While we are stating the difficulties of the Christian warfare, some one may, perhaps, say, "You alarm me!--What am I, a feeble and helpless creature, to do under such difficulties ?"-Of yourself, nothing at all! You are not called to fight in your own strength; nor to carry on this war at your own charge. But, Brethren! attend to this peculiarity of the Gospel: it places things before your eyes in their true colours. An enemy is aiming at the life of but, when God speaks of victory over him, he speaks your souls; of what he promises strength to achieve, provided we war according to his command.

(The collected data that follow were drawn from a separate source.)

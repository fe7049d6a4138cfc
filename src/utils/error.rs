//! Unified error handling
//!
//! [`AppError`] is the client-facing error vocabulary. Every operation
//! failure caused by client input is one of the tagged variants below and is
//! carried across the resolver boundary as data; only unexpected storage or
//! connectivity failures fall through to the opaque `Database`/`Internal`
//! variants, whose details are logged and never echoed to clients.

use async_graphql::{ErrorExtensions, Value};
use axum::{
    Json,
    http::StatusCode,
    response::{IntoResponse, Response},
};
use serde::Serialize;
use tracing::error;

use crate::db::repository::RepoError;

/// Application error enumeration
#[derive(Debug, thiserror::Error)]
pub enum AppError {
    // ========== Client input errors ==========
    #[error("Validation failed")]
    Validation(Vec<String>),

    #[error("{0}")]
    AlreadyExists(String),

    #[error("Invalid username/email or password")]
    InvalidCredentials,

    #[error("Invalid id: {0}")]
    InvalidId(String),

    #[error("{0}")]
    NotFound(String),

    #[error("{0}")]
    BadRequest(String),

    // ========== Authentication errors (upload side-channel) ==========
    #[error("Authentication required")]
    Unauthorized,

    #[error("Token expired")]
    TokenExpired,

    #[error("Invalid token")]
    InvalidToken,

    // ========== System errors ==========
    #[error("Database error: {0}")]
    Database(String),

    #[error("Internal server error: {0}")]
    Internal(String),
}

/// Result type for application operations
pub type AppResult<T> = Result<T, AppError>;

impl AppError {
    /// Stable machine-readable kind, used as the GraphQL `extensions.code`
    /// and the REST envelope `code`.
    pub fn code(&self) -> &'static str {
        match self {
            AppError::Validation(_) => "VALIDATION_FAILED",
            AppError::AlreadyExists(_) => "ALREADY_EXISTS",
            AppError::InvalidCredentials => "INVALID_CREDENTIALS",
            AppError::InvalidId(_) => "INVALID_ID",
            AppError::NotFound(_) => "NOT_FOUND",
            AppError::BadRequest(_) => "BAD_REQUEST",
            AppError::Unauthorized => "UNAUTHORIZED",
            AppError::TokenExpired => "TOKEN_EXPIRED",
            AppError::InvalidToken => "INVALID_TOKEN",
            AppError::Database(_) => "INTERNAL",
            AppError::Internal(_) => "INTERNAL",
        }
    }

    /// Single-message validation failure
    pub fn validation(message: impl Into<String>) -> Self {
        Self::Validation(vec![message.into()])
    }

    /// Unified message for unknown account and wrong password, to prevent
    /// account enumeration during login.
    pub fn invalid_credentials() -> Self {
        Self::InvalidCredentials
    }

    pub fn already_exists(message: impl Into<String>) -> Self {
        Self::AlreadyExists(message.into())
    }

    pub fn not_found(message: impl Into<String>) -> Self {
        Self::NotFound(message.into())
    }

    pub fn bad_request(message: impl Into<String>) -> Self {
        Self::BadRequest(message.into())
    }

    pub fn database(message: impl Into<String>) -> Self {
        Self::Database(message.into())
    }

    pub fn internal(message: impl Into<String>) -> Self {
        Self::Internal(message.into())
    }
}

impl From<RepoError> for AppError {
    fn from(err: RepoError) -> Self {
        match err {
            RepoError::NotFound(msg) => AppError::NotFound(msg),
            RepoError::Duplicate(msg) => AppError::AlreadyExists(msg),
            RepoError::InvalidId(id) => AppError::InvalidId(id),
            RepoError::Validation(msg) => AppError::Validation(vec![msg]),
            RepoError::Database(msg) => AppError::Database(msg),
        }
    }
}

impl ErrorExtensions for AppError {
    fn extend(&self) -> async_graphql::Error {
        let code = self.code();
        async_graphql::Error::new(self.to_string()).extend_with(|_, e| {
            e.set("code", code);
            if let AppError::Validation(messages) = self {
                e.set(
                    "errors",
                    Value::List(messages.iter().cloned().map(Value::String).collect()),
                );
            }
        })
    }
}

/// REST error envelope (upload side-channel)
#[derive(Debug, Serialize)]
struct ErrorBody {
    code: &'static str,
    message: String,
    #[serde(skip_serializing_if = "Option::is_none")]
    errors: Option<Vec<String>>,
}

impl IntoResponse for AppError {
    fn into_response(self) -> Response {
        let code = self.code();
        let status = match &self {
            AppError::Validation(_)
            | AppError::InvalidId(_)
            | AppError::BadRequest(_) => StatusCode::BAD_REQUEST,

            AppError::InvalidCredentials
            | AppError::Unauthorized
            | AppError::TokenExpired
            | AppError::InvalidToken => StatusCode::UNAUTHORIZED,

            AppError::NotFound(_) => StatusCode::NOT_FOUND,
            AppError::AlreadyExists(_) => StatusCode::CONFLICT,

            AppError::Database(msg) => {
                error!(target: "database", error = %msg, "Database error occurred");
                StatusCode::INTERNAL_SERVER_ERROR
            }
            AppError::Internal(msg) => {
                error!(target: "internal", error = %msg, "Internal error occurred");
                StatusCode::INTERNAL_SERVER_ERROR
            }
        };

        let message = if status == StatusCode::INTERNAL_SERVER_ERROR {
            "Internal server error".to_string()
        } else {
            self.to_string()
        };
        let errors = match self {
            AppError::Validation(messages) => Some(messages),
            _ => None,
        };

        (status, Json(ErrorBody { code, message, errors })).into_response()
    }
}

#[cfg(test)]
mod tests {
    use super::*;

    #[test]
    fn repo_errors_map_into_the_public_taxonomy() {
        let err: AppError = RepoError::Duplicate("email taken".into()).into();
        assert!(matches!(err, AppError::AlreadyExists(_)));
        assert_eq!(err.code(), "ALREADY_EXISTS");

        let err: AppError = RepoError::Validation("Salary must be at least 1000".into()).into();
        match &err {
            AppError::Validation(messages) => assert_eq!(messages.len(), 1),
            other => panic!("expected Validation, got {other:?}"),
        }

        let err: AppError = RepoError::InvalidId("nope".into()).into();
        assert_eq!(err.code(), "INVALID_ID");
    }

    #[test]
    fn graphql_extension_carries_code_and_messages() {
        let err = AppError::Validation(vec![
            "Email must be valid".to_string(),
            "Password must be at least 6 characters".to_string(),
        ]);
        let extended = err.extend();
        let ext = extended.extensions.expect("extensions present");
        assert_eq!(ext.get("code"), Some(&Value::from("VALIDATION_FAILED")));
        match ext.get("errors") {
            Some(Value::List(list)) => assert_eq!(list.len(), 2),
            other => panic!("expected list extension, got {other:?}"),
        }
    }

    #[test]
    fn invalid_credentials_message_is_uniform() {
        assert_eq!(
            AppError::invalid_credentials().to_string(),
            "Invalid username/email or password"
        );
    }
}
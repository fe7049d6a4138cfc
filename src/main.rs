use ems_server::core::{Config, Server, ServerState};
use ems_server::utils::init_logger_with_file;

#[tokio::main]
async fn main() -> anyhow::Result<()> {
    dotenv::dotenv().ok();

    let config = Config::from_env();
    init_logger_with_file(None, config.log_dir.as_deref());
    tracing::info!(
        environment = %config.environment,
        data_dir = %config.data_dir.display(),
        "Starting employee management server"
    );

    let state = ServerState::initialize(config).await?;
    Server::with_state(state).run().await
}
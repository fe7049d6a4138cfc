//! Logging infrastructure
//!
//! Structured logging setup for development and production environments.

use std::path::Path;

use tracing_subscriber::EnvFilter;

/// Initialize the logger with the `RUST_LOG` filter (default `info`)
pub fn init_logger() {
    init_logger_with_file(None, None);
}

/// Initialize the logger with optional daily-rolling file output
pub fn init_logger_with_file(log_level: Option<&str>, log_dir: Option<&str>) {
    let filter = EnvFilter::try_from_default_env()
        .unwrap_or_else(|_| EnvFilter::new(log_level.unwrap_or("info")));

    let subscriber = tracing_subscriber::fmt()
        .with_env_filter(filter)
        .with_file(false)
        .with_line_number(false)
        .with_thread_ids(false)
        .with_target(false);

    if let Some(dir) = log_dir {
        let log_path = Path::new(dir);
        if log_path.exists()
            && let Some(dir_str) = log_path.to_str()
        {
            let file_appender = tracing_appender::rolling::daily(dir_str, "ems-server");
            subscriber.with_writer(file_appender).init();
            return;
        }
    }

    subscriber.init();
}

Observe the promise: To him, that overcometh, will I grant to sit with me in my throne, even as I also overcame, and am set down with my Father in his throne.' You are to conquer, as Christ conquered -expecting the Holy Spirit to work in your souls, what it wrought in Him when it raised him from the dead.

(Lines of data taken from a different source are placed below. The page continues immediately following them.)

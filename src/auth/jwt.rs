//! JWT token service
//!
//! Issues and verifies the bearer tokens returned by signup/login. The
//! claims set is deliberately small: `sub` is the account id, plus the
//! standard issued-at/expiry timestamps. Expiry is fixed at issue time
//! (7 days by default) and the HS256 secret comes from configuration,
//! loaded once at startup.

use chrono::{Duration, Utc};
use jsonwebtoken::errors::ErrorKind;
use jsonwebtoken::{Algorithm, DecodingKey, EncodingKey, Header, Validation, decode, encode};
use serde::{Deserialize, Serialize};
use thiserror::Error;

/// JWT configuration
#[derive(Debug, Clone)]
pub struct JwtConfig {
    /// Signing secret (should be at least 32 bytes)
    pub secret: String,
    /// Token lifetime in days
    pub expiry_days: i64,
}

impl JwtConfig {
    /// Load from `JWT_SECRET` / `JWT_EXPIRY_DAYS`
    ///
    /// Release builds refuse to start without an explicit secret.
    pub fn from_env() -> Self {
        let secret = std::env::var("JWT_SECRET").unwrap_or_else(|_| {
            #[cfg(debug_assertions)]
            {
                tracing::warn!("JWT_SECRET not set, using insecure development key");
                "dev-secret-change-in-production-min-32-chars-long".to_string()
            }
            #[cfg(not(debug_assertions))]
            {
                panic!("FATAL: JWT_SECRET environment variable is not set");
            }
        });

        Self {
            secret,
            expiry_days: std::env::var("JWT_EXPIRY_DAYS")
                .ok()
                .and_then(|v| v.parse().ok())
                .unwrap_or(7),
        }
    }
}

/// Claims stored in the token
#[derive(Debug, Clone, Serialize, Deserialize)]
pub struct Claims {
    /// Account id
    pub sub: String,
    /// Issued-at timestamp (seconds)
    pub iat: i64,
    /// Expiration timestamp (seconds)
    pub exp: i64,
}

#[derive(Error, Debug)]
pub enum JwtError {
    #[error("Invalid token: {0}")]
    InvalidToken(String),

    #[error("Token expired")]
    ExpiredToken,

    #[error("Invalid signature")]
    InvalidSignature,

    #[error("Token generation failed: {0}")]
    GenerationFailed(String),
}

/// JWT token service
#[derive(Clone)]
pub struct JwtService {
    config: JwtConfig,
    encoding_key: EncodingKey,
    decoding_key: DecodingKey,
}

impl JwtService {
    pub fn new(config: JwtConfig) -> Self {
        Self {
            encoding_key: EncodingKey::from_secret(config.secret.as_bytes()),
            decoding_key: DecodingKey::from_secret(config.secret.as_bytes()),
            config,
        }
    }

    /// Issue a token for an account id
    pub fn issue(&self, account_id: impl Into<String>) -> Result<String, JwtError> {
        let now = Utc::now();
        let expiration = now + Duration::days(self.config.expiry_days);

        let claims = Claims {
            sub: account_id.into(),
            iat: now.timestamp(),
            exp: expiration.timestamp(),
        };

        encode(&Header::default(), &claims, &self.encoding_key)
            .map_err(|e| JwtError::GenerationFailed(e.to_string()))
    }

    /// Validate and decode a token
    pub fn verify(&self, token: &str) -> Result<Claims, JwtError> {
        let validation = Validation::new(Algorithm::HS256);

        let token_data = decode::<Claims>(token, &self.decoding_key, &validation).map_err(|e| {
            match e.kind() {
                ErrorKind::ExpiredSignature => JwtError::ExpiredToken,
                ErrorKind::InvalidSignature => JwtError::InvalidSignature,
                _ => JwtError::InvalidToken(e.to_string()),
            }
        })?;

        Ok(token_data.claims)
    }

    /// Extract the token from an `Authorization` header value
    pub fn extract_from_header(header: &str) -> Option<&str> {
        header.strip_prefix("Bearer ")
    }
}
//! Password hashing
//!
//! Argon2 with default parameters (the interactive-login cost class) and a
//! per-password random salt. Hashing and verification are CPU-bound, so
//! both are moved off the async executor with `spawn_blocking`.

use argon2::{
    Argon2,
    password_hash::{PasswordHash, PasswordHasher, PasswordVerifier, SaltString, rand_core::OsRng},
};

use crate::utils::{AppError, AppResult};

/// Hash a password into a PHC-format string
pub async fn hash_password(password: &str) -> AppResult<String> {
    let password = password.to_string();
    tokio::task::spawn_blocking(move || {
        let salt = SaltString::generate(&mut OsRng);
        Argon2::default()
            .hash_password(password.as_bytes(), &salt)
            .map(|hash| hash.to_string())
    })
    .await
    .map_err(|e| AppError::internal(format!("Hashing task failed: {e}")))?
    .map_err(|e| AppError::internal(format!("Failed to hash password: {e}")))
}

/// Verify a password against a stored hash
///
/// A mismatch is not an error; only a malformed stored hash is.
pub async fn verify_password(password: &str, hash: &str) -> AppResult<bool> {
    let password = password.to_string();
    let hash = hash.to_string();
    tokio::task::spawn_blocking(move || {
        let parsed = PasswordHash::new(&hash)
            .map_err(|e| AppError::internal(format!("Malformed password hash: {e}")))?;
        Ok(Argon2::default()
            .verify_password(password.as_bytes(), &parsed)
            .is_ok())
    })
    .await
    .map_err(|e| AppError::internal(format!("Verification task failed: {e}")))?
}

#[cfg(test)]
mod tests {
    use super::*;

    #[tokio::test]
    async fn hash_and_verify() {
        let hash = hash_password("hunter42").await.unwrap();
        assert!(verify_password("hunter42", &hash).await.unwrap());
        assert!(!verify_password("hunter43", &hash).await.unwrap());
    }

    #[tokio::test]
    async fn hashes_are_salted() {
        let a = hash_password("hunter42").await.unwrap();
        let b = hash_password("hunter42").await.unwrap();
        assert_ne!(a, b);
    }
}
//! Service layer: validation plus the operation orchestrators

pub mod account;
pub mod employee;
pub mod validation;

pub use account::AccountService;
pub use employee::EmployeeService;
pub use validation::{AddEmployeeInput, SignupInput, UpdateEmployeeInput};
//! Photo upload handler
//!
//! Accepts a single multipart image from an authenticated client, verifies
//! it really is an image, and stores it under a fresh name. The returned
//! URL is what clients put into an employee's `employee_photo` field.

use std::path::PathBuf;

use axum::Json;
use axum::extract::{Extension, Multipart, State};
use serde::Serialize;
use uuid::Uuid;

use crate::auth::CurrentAccount;
use crate::core::ServerState;
use crate::utils::AppError;

/// Maximum file size (5MB)
pub const MAX_FILE_SIZE: usize = 5 * 1024 * 1024;

/// Supported image formats
const SUPPORTED_FORMATS: &[&str] = &["png", "jpg", "jpeg", "webp"];

#[derive(Debug, Serialize)]
pub struct UploadResponse {
    pub filename: String,
    pub size: usize,
    pub url: String,
}

fn validate_photo(data: &[u8], ext: &str) -> Result<(), AppError> {
    if data.len() > MAX_FILE_SIZE {
        return Err(AppError::validation(format!(
            "File too large. Maximum size is {}MB",
            MAX_FILE_SIZE / 1024 / 1024
        )));
    }

    let ext_lower = ext.to_lowercase();
    if !SUPPORTED_FORMATS.contains(&ext_lower.as_str()) {
        return Err(AppError::validation(format!(
            "Unsupported file format '{}'. Supported: {}",
            ext_lower,
            SUPPORTED_FORMATS.join(", ")
        )));
    }

    // The extension is client-supplied; the bytes have the final say
    if let Err(e) = image::load_from_memory(data) {
        return Err(AppError::validation(format!("Invalid image file: {e}")));
    }

    Ok(())
}

/// Upload photo handler
pub async fn upload(
    State(state): State<ServerState>,
    Extension(account): Extension<CurrentAccount>,
    mut multipart: Multipart,
) -> Result<Json<UploadResponse>, AppError> {
    let photos_dir = state.photos_dir();
    tokio::fs::create_dir_all(&photos_dir)
        .await
        .map_err(|e| AppError::internal(format!("Failed to create photos directory: {e}")))?;

    let mut field_data: Option<Vec<u8>> = None;
    let mut original_filename = None;

    while let Some(f) = multipart
        .next_field()
        .await
        .map_err(|e| AppError::validation(format!("Invalid multipart request: {e}")))?
    {
        if f.name() == Some("photo") {
            original_filename = f.file_name().map(|s| s.to_string());
            field_data = Some(
                f.bytes()
                    .await
                    .map_err(|e| AppError::validation(format!("Multipart error: {e}")))?
                    .to_vec(),
            );
            break;
        }
    }

    let data = field_data
        .ok_or_else(|| AppError::validation("No 'photo' field found. Field name must be 'photo'"))?;
    let filename = original_filename
        .ok_or_else(|| AppError::validation("No filename provided in photo field"))?;

    if data.is_empty() {
        return Err(AppError::validation("Empty file provided"));
    }

    let ext = PathBuf::from(&filename)
        .extension()
        .and_then(|ext| ext.to_str().map(|s| s.to_lowercase()))
        .ok_or_else(|| AppError::validation(format!("Invalid file extension for: {filename}")))?;

    validate_photo(&data, &ext)?;

    let stored_filename = format!("{}.{ext}", Uuid::new_v4());
    let file_path = photos_dir.join(&stored_filename);
    tokio::fs::write(&file_path, &data)
        .await
        .map_err(|e| AppError::internal(format!("Failed to save file: {e}")))?;

    tracing::info!(
        account = %account.id,
        original_name = %filename,
        size = %data.len(),
        "Photo uploaded"
    );

    Ok(Json(UploadResponse {
        url: format!("/api/photo/{stored_filename}"),
        filename: stored_filename,
        size: data.len(),
    }))
}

In the twelfth chapter of this book, we read, ‘I heard a loud voice saying in heaven, Now is come salvation, and strength, and the kingdom of our God, and the power of his Christ; for the accuser of our brethren is cast down, which accused them before our God day and night. And they overcame him'-but how? I particularly call your attention to the means of their victory-They overcame him, by the blood of the Lamb, and by the word of their testimony, and they loved not their lives unto the death.'

They overcame BY THE BLOOD OF THE LAMB. Satan might charge guilt on the conscience, and attempt to drive them away in despair: he might tell them there was no hope, and tempt them to cast away

their confidence. But they would point 'to the blood of the Lamb' to the infinite merit of the atoning Saviour to the obedience by which many become righteous to the ransom found by God. They might say, 'If God be for us, who can be against us? He, that spared not his own Son, but delivered him up for us all, how shall he not with him also freely give us all things? Who shall lay any thing to the charge of God's elect? It is God that justifieth.' They overcame him 'by the blood of the Lamb.'

They overcame, BY THE WORD OF THEIR TESTIMONY. While Satan was sowing tares, and trying to confound the truth, they were steadfast in confessing Christ before men. They spake his truths: they held fast these truths: on these they lived, and by them they overcame.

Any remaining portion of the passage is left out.